Cybersecurity has become a concern for near about all the companies which are dependent on the internet and their own popularity to stay in a particular business. In the age of information, the decrease in popularity rating become widespread very fast and the negative impacts become visible almost instantaneously. A company which has not protected its books and market cap against the risk related to cyber, and the age of information, might actually face the threat of extinction. In these type of situation, an obvious solution would be to just transfer the unmanageable risk onto someone else like a cyber insurance provider, which is in a way transferring a part of your wealth from a no-lose state to a loss state, so that your premiums will get converted to coverage with insurance company coming to aid in breach scenario and help recover a company from potential annihilation. The reason why not everybody is going with cyber insurance is that of the low maturity of the cyber insurance policies available in the market.

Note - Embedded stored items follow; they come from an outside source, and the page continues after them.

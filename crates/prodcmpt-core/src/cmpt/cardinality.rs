//! Cardinality of a product component link

use crate::diagnostics::{Message, MessageList};
use std::cmp::Ordering;
use std::fmt;

/// Sentinel for an unbounded maximum
pub const MANY: i32 = i32::MAX;

pub const MSGCODE_PREFIX: &str = "PRODUCTCMPT_LINK-";
pub const MSGCODE_MIN_CARDINALITY_BELOW_ZERO: &str = "PRODUCTCMPT_LINK-MinCardinalityBelowZero";
pub const MSGCODE_MAX_CARDINALITY_BELOW_ONE: &str = "PRODUCTCMPT_LINK-MaxCardinalityIsLessThan1";
pub const MSGCODE_MAX_CARDINALITY_LESS_THAN_MIN: &str =
    "PRODUCTCMPT_LINK-MaxCardinalityIsLessThanMin";
pub const MSGCODE_DEFAULT_CARDINALITY_OUT_OF_RANGE: &str =
    "PRODUCTCMPT_LINK-DefaultCardinalityOutOfRange";

pub const PROPERTY_MIN_CARDINALITY: &str = "minCardinality";
pub const PROPERTY_MAX_CARDINALITY: &str = "maxCardinality";
pub const PROPERTY_DEFAULT_CARDINALITY: &str = "defaultCardinality";

/// Immutable (min, max, default) triple.
///
/// [`Cardinality::UNDEFINED`] is a distinct singleton: it orders below every concrete
/// cardinality and equals only itself, even compared with a concrete `(0, 0, 0)`.
#[derive(Debug, Clone, Copy, PartialEq, Eq, Hash)]
pub struct Cardinality {
    min: i32,
    max: i32,
    default: i32,
    undefined: bool,
}

impl Cardinality {
    pub const UNDEFINED: Cardinality = Cardinality {
        min: 0,
        max: 0,
        default: 0,
        undefined: true,
    };

    /// Optional (0..1, default 0)
    pub const OPTIONAL: Cardinality = Cardinality::new(0, 1, 0);

    /// Mandatory (1..1, default 1)
    pub const MANDATORY: Cardinality = Cardinality::new(1, 1, 1);

    /// Create a concrete cardinality; values are not checked, see [`Cardinality::validate`]
    pub const fn new(min: i32, max: i32, default: i32) -> Self {
        Self {
            min,
            max,
            default,
            undefined: false,
        }
    }

    pub fn min(&self) -> i32 {
        self.min
    }

    pub fn max(&self) -> i32 {
        self.max
    }

    pub fn default_cardinality(&self) -> i32 {
        self.default
    }

    pub fn is_undefined(&self) -> bool {
        self.undefined
    }

    pub fn is_to_many(&self) -> bool {
        !self.undefined && self.max > 1
    }

    pub fn is_mandatory(&self) -> bool {
        !self.undefined && self.min > 0
    }

    pub fn with_min(self, min: i32) -> Self {
        Self::new(min, self.max, self.default)
    }

    pub fn with_max(self, max: i32) -> Self {
        Self::new(self.min, max, self.default)
    }

    pub fn with_default(self, default: i32) -> Self {
        Self::new(self.min, self.max, default)
    }

    /// Compare against an optional cardinality; "no object" always compares as less
    pub fn compare_to(&self, other: Option<&Cardinality>) -> Ordering {
        match other {
            Some(other) => self.cmp(other),
            None => Ordering::Less,
        }
    }

    /// Check the structural invariants, reporting at most one message.
    ///
    /// Priority: min below zero, max below one, max below min, default outside min..max.
    /// `object` identifies the owning link in the message.
    pub fn validate(&self, object: &str) -> MessageList {
        let mut list = MessageList::new();
        if self.undefined {
            return list;
        }
        let message = if self.min < 0 {
            Some(
                Message::error(
                    MSGCODE_MIN_CARDINALITY_BELOW_ZERO,
                    format!("Minimum cardinality {} is below 0.", self.min),
                )
                .with_property(object, PROPERTY_MIN_CARDINALITY),
            )
        } else if self.max < 1 {
            Some(
                Message::error(
                    MSGCODE_MAX_CARDINALITY_BELOW_ONE,
                    format!("Maximum cardinality {} is less than 1.", self.max),
                )
                .with_property(object, PROPERTY_MAX_CARDINALITY),
            )
        } else if self.max < self.min {
            Some(
                Message::error(
                    MSGCODE_MAX_CARDINALITY_LESS_THAN_MIN,
                    format!(
                        "Maximum cardinality {} is less than minimum cardinality {}.",
                        self.max, self.min
                    ),
                )
                .with_property(object, PROPERTY_MAX_CARDINALITY)
                .with_property(object, PROPERTY_MIN_CARDINALITY),
            )
        } else if self.default < self.min || self.default > self.max {
            Some(
                Message::error(
                    MSGCODE_DEFAULT_CARDINALITY_OUT_OF_RANGE,
                    format!(
                        "Default cardinality {} is not within {}..{}.",
                        self.default,
                        self.min,
                        format_bound(self.max)
                    ),
                )
                .with_property(object, PROPERTY_DEFAULT_CARDINALITY),
            )
        } else {
            None
        };
        if let Some(message) = message {
            list.add(message);
        }
        list
    }

    /// Render as `[min..max, default]`
    pub fn format(&self) -> String {
        format!("[{}..{}, {}]", self.min, self.max, self.default)
    }
}

impl Default for Cardinality {
    fn default() -> Self {
        Cardinality::OPTIONAL
    }
}

impl Ord for Cardinality {
    fn cmp(&self, other: &Self) -> Ordering {
        match (self.undefined, other.undefined) {
            (true, true) => Ordering::Equal,
            (true, false) => Ordering::Less,
            (false, true) => Ordering::Greater,
            (false, false) => self
                .min
                .cmp(&other.min)
                .then(self.max.cmp(&other.max))
                .then(self.default.cmp(&other.default)),
        }
    }
}

impl PartialOrd for Cardinality {
    fn partial_cmp(&self, other: &Self) -> Option<Ordering> {
        Some(self.cmp(other))
    }
}

impl fmt::Display for Cardinality {
    fn fmt(&self, f: &mut fmt::Formatter<'_>) -> fmt::Result {
        if self.undefined {
            return f.write_str("[undefined]");
        }
        f.write_str(&self.format())
    }
}

/// Render a maximum bound, `*` for [`MANY`]
pub fn format_bound(bound: i32) -> String {
    if bound == MANY {
        "*".to_string()
    } else {
        bound.to_string()
    }
}

/// Parse a bound that is either an integer or `*`
pub fn parse_bound(text: &str) -> Option<i32> {
    match text.trim() {
        "*" => Some(MANY),
        other => other.parse().ok(),
    }
}

/// Serde support for maximum cardinalities written as integers or `*`
pub mod serde_bound {
    use super::{MANY, format_bound, parse_bound};
    use serde::{Deserialize, Deserializer, Serializer, de};

    #[derive(Deserialize)]
    #[serde(untagged)]
    enum Bound {
        Number(i64),
        Text(String),
    }

    pub fn serialize<S: Serializer>(bound: &i32, serializer: S) -> Result<S::Ok, S::Error> {
        if *bound == MANY {
            serializer.serialize_str(&format_bound(*bound))
        } else {
            serializer.serialize_i32(*bound)
        }
    }

    pub fn deserialize<'de, D: Deserializer<'de>>(deserializer: D) -> Result<i32, D::Error> {
        match Bound::deserialize(deserializer)? {
            Bound::Number(n) => i32::try_from(n).map_err(de::Error::custom),
            Bound::Text(text) => parse_bound(&text)
                .ok_or_else(|| de::Error::custom(format!("invalid cardinality bound '{text}'"))),
        }
    }
}

#[cfg(test)]
mod tests {
    use super::*;

    #[test]
    fn test_lexicographic_ordering() {
        let a = Cardinality::new(0, 1, 0);
        let b = Cardinality::new(0, 2, 0);
        let c = Cardinality::new(1, 1, 1);
        let d = Cardinality::new(1, 1, 0);
        assert!(a < b);
        assert!(b < c);
        assert!(d < c);
        assert_eq!(a.cmp(&Cardinality::new(0, 1, 0)), Ordering::Equal);
    }

    #[test]
    fn test_undefined_is_lowest_and_only_equal_to_itself() {
        let zero = Cardinality::new(0, 0, 0);
        assert_ne!(Cardinality::UNDEFINED, zero);
        assert!(Cardinality::UNDEFINED < zero);
        assert!(Cardinality::UNDEFINED < Cardinality::new(-5, -5, -5));
        assert_eq!(
            Cardinality::UNDEFINED.cmp(&Cardinality::UNDEFINED),
            Ordering::Equal
        );
    }

    #[test]
    fn test_compare_to_nothing_is_less() {
        assert_eq!(Cardinality::MANDATORY.compare_to(None), Ordering::Less);
        assert_eq!(Cardinality::UNDEFINED.compare_to(None), Ordering::Less);
    }

    #[test]
    fn test_validate_priority() {
        let messages = Cardinality::new(-1, 1, 0).validate("link");
        assert_eq!(messages.len(), 1);
        assert_eq!(
            messages.iter().next().unwrap().code,
            MSGCODE_MIN_CARDINALITY_BELOW_ZERO
        );

        let messages = Cardinality::new(2, 0, 5).validate("link");
        assert_eq!(messages.len(), 1);
        assert!(
            messages
                .message_by_code(MSGCODE_MAX_CARDINALITY_BELOW_ONE)
                .is_some()
        );

        let messages = Cardinality::new(3, 2, 2).validate("link");
        assert!(
            messages
                .message_by_code(MSGCODE_MAX_CARDINALITY_LESS_THAN_MIN)
                .is_some()
        );

        let messages = Cardinality::new(1, 3, 4).validate("link");
        let message = messages
            .message_by_code(MSGCODE_DEFAULT_CARDINALITY_OUT_OF_RANGE)
            .unwrap();
        assert_eq!(
            message.invalid_properties[0].property.as_deref(),
            Some(PROPERTY_DEFAULT_CARDINALITY)
        );
    }

    #[test]
    fn test_valid_cardinalities() {
        assert!(Cardinality::new(0, MANY, 1).validate("link").is_empty());
        assert!(Cardinality::MANDATORY.validate("link").is_empty());
        assert!(Cardinality::UNDEFINED.validate("link").is_empty());
    }

    #[test]
    fn test_format() {
        insta::assert_snapshot!(Cardinality::new(1, 3, 2).format(), @"[1..3, 2]");
        insta::assert_snapshot!(Cardinality::new(0, MANY, 0).format(), @"[0..2147483647, 0]");
    }

    #[test]
    fn test_parse_bound() {
        assert_eq!(parse_bound("*"), Some(MANY));
        assert_eq!(parse_bound(" 4 "), Some(4));
        assert_eq!(parse_bound("many"), None);
    }
}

Cybersecurity insurance is provided by a detailed procedure of underwriting wherein cybersecurity-related information about a company is collected and processed by underwriters, and they then estimate the distributions of claims for different periods and create policy terms which would make the risk transfer profitable for the insurance company. The problem in this process is the absence of a mechanism which processes the collected cybersecurity data and assists in the estimations of different distributions. The cyber insurance policies can be created based on historical data which forms prior estimates, but to pick a policy for a client one needs to reformulate the policies according to their requirements, security status, defence capabilities, etc. An improper selection of policies for a client will lead to more frequent and unmanageable claims. The process of reformulating prior estimates to account for these requirements are actually not matured enough, if not non-existent, to be of use to the insurance underwriter. This leads to the creation of a plethora of one-size-fit-all policies which are not fit for any client.
The need of the day is, therefore, a measurement tool and a model which converts the cybersecurity information for a whole company into a number which has a number of properties including the sensitivity to the vectors critical for a breach, is continuously available, and is precise, so that the underwriters will be able to depend on this information to adjust the prior estimates and enable the insurance company to offer policies which are fit for the client in question.
There are a number of caveats in offering a cyber policy to a company including but not limited to the adverse selection, moral hazard, failed disclosure of complete information on cyber incidents resulting into a loss, difficulties in root cause analysis, reusability of claim data to improve estimates in future underwriting, etc. All of these problems will require a metric having the following properties:
- The metric should indicate a sensitivity towards the major breach patterns thereby indicating the cyber defence of an organization,
- One should be able to gather data for this metric through sensors and produce near real-time scores,
- The metric itself should be precise and independent of the data collection process.
- The metric should be up-to-date with the current and the emerging threats.
- The metric should consider not just the technology but also people, policies, and the security products maintaining the security for the organization.
- The metric should itself be capable of re-adjusting itself in a timely manner with the changes in the threat landscape.
- It should be customizable to a company’s need and should be transparent and traceable.
- The metric should be able to separate the “good” cases in the tail of its distribution, so that good from bad becomes easily identifiable.
Above are a few requirements of a security metric that can enable an insurance policy which is fair to both insurer and the insured. The insurance policy is a way to transfer the wealth of an insured from no-loss state to a loss state. This is done by transferring risk onto the insurer for a fee. In the case of cyber insurance, the valuation of the risk itself is too difficult to identify the proper fee or premium for the transfer for a certain type of risks. The above metric will have a potential to enable a risk transfer that is,
- Done with the identification of companies which are cyber risk averse as opposed to cyber risk seeker as showed by their cyber defence,
- Done with due consideration to avoid moral hazard in the insured with a real-time monitor,
- Done with full security information that is complete with respect to the security-related data associated with individuals, procedures, security products, and finally the technology enabling the business goals of the company requiring risk transfer,
- Done as a fair trade where the transferred risk becomes the residual risk after the security efforts and not the unnecessary risk taken by the virtue of the security provided by the risk transfer.
This fair trade of risk is induced when neither the insurer nor the insured loses out because of technicalities. These technicalities arise where neither insurer nor insured understands what is the exact meaning of maintaining a safety standard. With a model like above the insurer can just add to the policy a standard based on this model for the insured to follow, and therefore can maintain a good hygiene on the insured’s premise preventing themselves and the insured the unnecessary hassle of facing the appeals and lawsuits instead of working towards a solution.